Physicists Discover Triplet Superconductor NbRe
Physicists may have discovered a triplet superconductor (NbRe) that carries electricity and electron spin with zero resistance, enabling fault-tolerant Majorana qubits. This breakthrough could provide the foundation for more stable quantum computing systems by reducing decoherence errors.
A team of physicists from the Norwegian University of Science and Technology and the Università degli Studi di Salerno may have identified a "holy grail" material for quantum technology. Their research, published in *Physical Review Letters*, suggests that an alloy of niobium and rhenium (NbRe) exhibits the properties of a rare type of superconductor.
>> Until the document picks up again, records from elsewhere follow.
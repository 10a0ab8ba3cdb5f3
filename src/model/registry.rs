use serde::{Deserialize, Serialize};
use serde_json::{Map, Value};

use crate::{
    artifact::RemoteArtifact,
    error::ServiceError,
    model::types::{LanguagePair, PIVOT_LANGUAGE},
};

/// `modelType` tag of models still in development.
pub const EXPERIMENTAL_MODEL_TYPE: &str = "dev";
const DEFAULT_MODEL_TYPE: &str = "prod";
const COMPRESSED_SUFFIX: &str = ".gz";

#[derive(Debug, Clone, PartialEq, Deserialize)]
pub struct ArtifactDescriptor {
    pub name: String,
    #[serde(rename = "expectedSha256Hash")]
    pub expected_hash: String,
    #[serde(rename = "modelType", default)]
    pub model_type: Option<String>,
}

#[derive(Debug, Clone, PartialEq, Deserialize)]
pub struct RegistryEntry {
    pub model: ArtifactDescriptor,
    pub lex: ArtifactDescriptor,
    #[serde(default)]
    pub vocab: Option<ArtifactDescriptor>,
    #[serde(default)]
    pub srcvocab: Option<ArtifactDescriptor>,
    #[serde(default)]
    pub trgvocab: Option<ArtifactDescriptor>,
}

impl RegistryEntry {
    pub fn model_type(&self) -> &str {
        self.model.model_type.as_deref().unwrap_or(DEFAULT_MODEL_TYPE)
    }

    pub fn is_experimental(&self) -> bool {
        self.model_type() == EXPERIMENTAL_MODEL_TYPE
    }

    /// Source and target vocabulary, in that order.
    fn vocab_descriptors(&self) -> Option<[&ArtifactDescriptor; 2]> {
        match (&self.srcvocab, &self.trgvocab, &self.vocab) {
            (Some(src), Some(trg), _) => Some([src, trg]),
            (_, _, Some(shared)) => Some([shared, shared]),
            _ => None,
        }
    }
}

/// Everything needed to construct the model for one pair.
#[derive(Debug, Clone, PartialEq, Eq)]
pub struct ArtifactPlan {
    pub pair: LanguagePair,
    pub model: RemoteArtifact,
    pub shortlist: RemoteArtifact,
    /// Vocabulary files to download, without duplicates.
    pub unique_vocabs: Vec<RemoteArtifact>,
    /// Index into `unique_vocabs` for the source and target vocabulary.
    pub vocab_slots: [usize; 2],
}

/// Registry document keyed by pair key (`"ende"`), held as received so it
/// can be echoed back unchanged. Entries are only typed when a pair is
/// resolved, so one malformed entry does not affect the others.
#[derive(Debug, Clone, Default, PartialEq, Serialize, Deserialize)]
#[serde(transparent)]
pub struct ModelRegistry {
    document: Map<String, Value>,
}

impl ModelRegistry {
    /// `Ok(None)` when the registry has no entry for `pair`.
    pub fn entry(&self, pair: &LanguagePair) -> Result<Option<RegistryEntry>, ServiceError> {
        let key = pair.key();
        self.document
            .get(&key)
            .map(|raw| {
                RegistryEntry::deserialize(raw).map_err(|err| {
                    ServiceError::Registry(format!("entry '{key}' is malformed: {err}"))
                })
            })
            .transpose()
    }

    pub fn len(&self) -> usize {
        self.document.len()
    }

    pub fn is_empty(&self) -> bool {
        self.document.is_empty()
    }

    /// Resolves download URLs for `pair` under `base_url`.
    ///
    /// URLs have the shape `{base}/models/{modelType}/{pair}/{file}.gz`.
    pub fn resolve(&self, pair: &LanguagePair, base_url: &str) -> Result<ArtifactPlan, ServiceError> {
        let key = pair.key();
        let entry = self
            .entry(pair)?
            .ok_or_else(|| ServiceError::UnsupportedPair(key.clone()))?;
        let vocabs = entry.vocab_descriptors().ok_or_else(|| {
            ServiceError::Registry(format!("entry '{key}' does not declare a vocabulary"))
        })?;

        let common_path = format!(
            "{}/models/{}/{}",
            base_url.trim_end_matches('/'),
            entry.model_type(),
            key
        );
        let remote = |descriptor: &ArtifactDescriptor| RemoteArtifact {
            name: descriptor.name.clone(),
            url: format!("{common_path}/{}{COMPRESSED_SUFFIX}", descriptor.name),
            expected_hash: descriptor.expected_hash.clone(),
        };

        let mut unique_vocabs: Vec<RemoteArtifact> = Vec::with_capacity(2);
        let mut vocab_slots = [0; 2];
        for (slot, descriptor) in vocabs.into_iter().enumerate() {
            let artifact = remote(descriptor);
            vocab_slots[slot] = match unique_vocabs.iter().position(|v| *v == artifact) {
                Some(index) => index,
                None => {
                    unique_vocabs.push(artifact);
                    unique_vocabs.len() - 1
                }
            };
        }

        Ok(ArtifactPlan {
            pair: pair.clone(),
            model: remote(&entry.model),
            shortlist: remote(&entry.lex),
            unique_vocabs,
            vocab_slots,
        })
    }

    /// True if the pair, or either half of its English pivot, is tagged as
    /// a development model. Advisory only; malformed entries count as untagged.
    pub fn is_experimental(&self, pair: &LanguagePair) -> bool {
        let tagged = |p: &LanguagePair| {
            matches!(self.entry(p), Ok(Some(entry)) if entry.is_experimental())
        };
        tagged(pair)
            || tagged(&LanguagePair::new(pair.from.clone(), PIVOT_LANGUAGE))
            || tagged(&LanguagePair::new(PIVOT_LANGUAGE, pair.to.clone()))
    }
}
This work was led by Professor Jacob Linder of the Norwegian University of Science and Technology's QuSpin research center, in collaboration with experimental researchers in Italy. The finding, if verified, would represent a significant step forward for both quantum computing and the field of spintronics, which uses an electron's spin to carry information. Conventional superconductors, known as singlet superconductors, carry electricity with zero resistance but their electron pairs (Cooper pairs) have opposite spins, canceling each other out. Triplet superconductors are unique because their Cooper pairs have parallel spins, allowing them to carry not just electrical current but also spin current with no energy loss. The researchers detected signs of these equal-spin triplet pairs in NbRe at a temperature of 7 Kelvin. They observed a classic "inverse spin-valve signature," a key experimental indicator that the material is not behaving like an ordinary singlet superconductor. This effect is considered direct evidence that triplet Cooper pairs are present. The existence of triplet superconductivity is crucial for creating stable topological qubits based on Majorana zero modes. These quasiparticles are their own antiparticles and are predicted to be much more robust against the environmental "noise" that plagues current quantum computers. The operating temperature of 7 Kelvin, while extremely cold, is significantly warmer than the near-1 Kelvin temperatures required for other potential triplet superconductor candidates, making NbRe a more practical material for real-world applications. The material is also readily available in thin-film form, which could make it a scalable platform. Before the material can be definitively classified as a triplet superconductor, the findings need to be verified by other experimental groups, and further tests must be conducted. Confirmation would open a new avenue for developing ultra-fast, energy-efficient quantum computers.